Janequin, Le chant des oiseaux

carolina-wrenThe French Renaissance composer Clément Janequin (c. 1485 – 1558) may be best known for his use of onomatopoeia. Onomatopoeia involves the mimicking of sounds occurring in nature—words like buzz, splash, or murmur. You probably know some longer examples with words that are not themselves onomatopoetic: “The moan of doves in immemorial elms” (Tennyson) or “[H]e heard the clack on stone and the leaping, dropping clicks of a small rock falling” (Hemingway).

This has its uses in music. The Trolley Song sung by Judy Garland in Meet Me in St. Louis comes to mind as an example most would know. And when you get into the subject of text painting, particularly in the 19th century, you find many examples of composers using both instruments and voice to mimic wind, water, animals, footsteps, and just about anything else you can think of. In the 20th century you can add machinery to the list.

Le chant des oiseaux (the song of the birds) is probably Janequin’s best known work.
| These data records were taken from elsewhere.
//! `${type.name.attr}` references between blocks
//!
//! A string that is exactly one reference takes the referenced value with its JSON type;
//! references embedded in longer strings are interpolated as text.

use std::collections::{BTreeSet, HashMap};
use std::sync::LazyLock;

use anyhow::{Result, bail};
use hwcloud_provider::types::{ResourceMode, StateFile};
use regex::Regex;
use serde_json::{Map, Value};

use crate::configuration::Block;

static REFERENCE: LazyLock<Regex> = LazyLock::new(|| {
    Regex::new(r"\$\{((?:data\.)?[A-Za-z0-9_]+\.[A-Za-z0-9_-]+)\.([A-Za-z0-9_.]+)\}")
        .unwrap_or_else(|e| unreachable!("invalid reference pattern: {e}"))
});

/// Addresses referenced anywhere inside `value`.
pub fn referenced_addresses(value: &Value) -> BTreeSet<String> {
    let mut out = BTreeSet::new();
    collect(value, &mut out);
    out
}

fn collect(value: &Value, out: &mut BTreeSet<String>) {
    match value {
        Value::String(s) => {
            for caps in REFERENCE.captures_iter(s) {
                out.insert(caps[1].to_string());
            }
        }
        Value::Array(items) => items.iter().for_each(|v| collect(v, out)),
        Value::Object(map) => map.values().for_each(|v| collect(v, out)),
        _ => {}
    }
}

fn block_dependencies(block: &Block) -> BTreeSet<String> {
    let mut out = BTreeSet::new();
    block.body.values().for_each(|v| collect(v, &mut out));
    out
}

/// Blocks in dependency order: every block comes after the blocks it references.
///
/// References to addresses that are not declared are left for resolution to report.
/// Cycles are an error.
pub fn order_blocks(blocks: &[Block]) -> Result<Vec<&Block>> {
    let by_address: HashMap<String, &Block> = blocks.iter().map(|b| (b.address(), b)).collect();

    #[derive(Clone, Copy, PartialEq)]
    enum Mark {
        Visiting,
        Done,
    }

    fn visit<'a>(
        block: &'a Block,
        by_address: &HashMap<String, &'a Block>,
        marks: &mut HashMap<String, Mark>,
        path: &mut Vec<String>,
        sorted: &mut Vec<&'a Block>,
    ) -> Result<()> {
        let address = block.address();
        match marks.get(&address) {
            Some(Mark::Done) => return Ok(()),
            Some(Mark::Visiting) => {
                let start = path.iter().position(|a| *a == address).unwrap_or(0);
                let mut cycle = path[start..].to_vec();
                cycle.push(address);
                bail!("reference cycle: {}", cycle.join(" -> "));
            }
            None => {}
        }

        marks.insert(address.clone(), Mark::Visiting);
        path.push(address.clone());
        for dep in block_dependencies(block) {
            if let Some(dep_block) = by_address.get(&dep) {
                visit(dep_block, by_address, marks, path, sorted)?;
            }
        }
        path.pop();
        marks.insert(address, Mark::Done);
        sorted.push(block);
        Ok(())
    }

    let mut marks = HashMap::new();
    let mut sorted = Vec::with_capacity(blocks.len());
    for block in blocks {
        visit(block, &by_address, &mut marks, &mut Vec::new(), &mut sorted)?;
    }
    Ok(sorted)
}

fn lookup(state: &StateFile, address: &str, attr_path: &str) -> Option<Value> {
    let (mode, rest) = match address.strip_prefix("data.") {
        Some(rest) => (ResourceMode::Data, rest),
        None => (ResourceMode::Managed, address),
    };
    let (type_name, name) = rest.split_once('.')?;
    let resource = state.find(mode, type_name, name)?;

    let mut parts = attr_path.split('.');
    let mut current = resource.attribute(parts.next()?)?;
    for part in parts {
        current = match (&current, part.parse::<usize>()) {
            (Value::Array(items), Ok(i)) => items.get(i)?.clone(),
            (Value::Object(map), _) => map.get(part)?.clone(),
            _ => return None,
        };
    }
    (!current.is_null()).then_some(current)
}

fn as_text(value: &Value) -> String {
    match value {
        Value::String(s) => s.clone(),
        other => other.to_string(),
    }
}

/// Replace every reference in `body` with its value from `state`.
///
/// Returns the references that could not be resolved instead, e.g. because the
/// referenced resource has not been created yet.
pub fn resolve(body: &Map<String, Value>, state: &StateFile) -> Result<Map<String, Value>, Vec<String>> {
    let mut unknown = Vec::new();
    let resolved = body
        .iter()
        .map(|(k, v)| (k.clone(), resolve_value(v, state, &mut unknown)))
        .collect();
    if unknown.is_empty() { Ok(resolved) } else { Err(unknown) }
}

fn resolve_value(value: &Value, state: &StateFile, unknown: &mut Vec<String>) -> Value {
    match value {
        Value::String(s) => resolve_string(s, state, unknown),
        Value::Array(items) => Value::Array(items.iter().map(|v| resolve_value(v, state, unknown)).collect()),
        Value::Object(map) => Value::Object(
            map.iter()
                .map(|(k, v)| (k.clone(), resolve_value(v, state, unknown)))
                .collect(),
        ),
        other => other.clone(),
    }
}

fn resolve_string(s: &str, state: &StateFile, unknown: &mut Vec<String>) -> Value {
    if let Some(caps) = REFERENCE.captures(s)
        && caps.get(0).is_some_and(|m| m.len() == s.len())
    {
        return match lookup(state, &caps[1], &caps[2]) {
            Some(v) => v,
            None => {
                unknown.push(s.to_string());
                Value::Null
            }
        };
    }

    let replaced = REFERENCE.replace_all(s, |caps: &regex::Captures| match lookup(state, &caps[1], &caps[2]) {
        Some(v) => as_text(&v),
        None => {
            unknown.push(caps[0].to_string());
            String::new()
        }
    });
    Value::String(replaced.into_owned())
}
Others include his La chasseLes cris de Paris, and La bataille (or La guerre), evoking the hunt, street cries of Paris, and war. Janequin was not alone in pursuing this type of writing, but he specialized in it. His surviving works include some 250 chansons as opposed to only two masses and one motet.

The first record of Janequin (from 1505) indicates that he served as a clerk for Lancelot du Fau, the president of the court of inquests for the Parliament of Bordeaux. Upon Fau’s death in 1523, he entered the service of the bishop and was ordained in the priesthood at about that time. His biography in Groves notes:

His career was unorthodox for a great composer for he never held an important regular position either in a cathedral or in a court. This may explain the fact that no laments, either poetic or musical, were written on his death. The continuing popularity of his music was his greatest monument.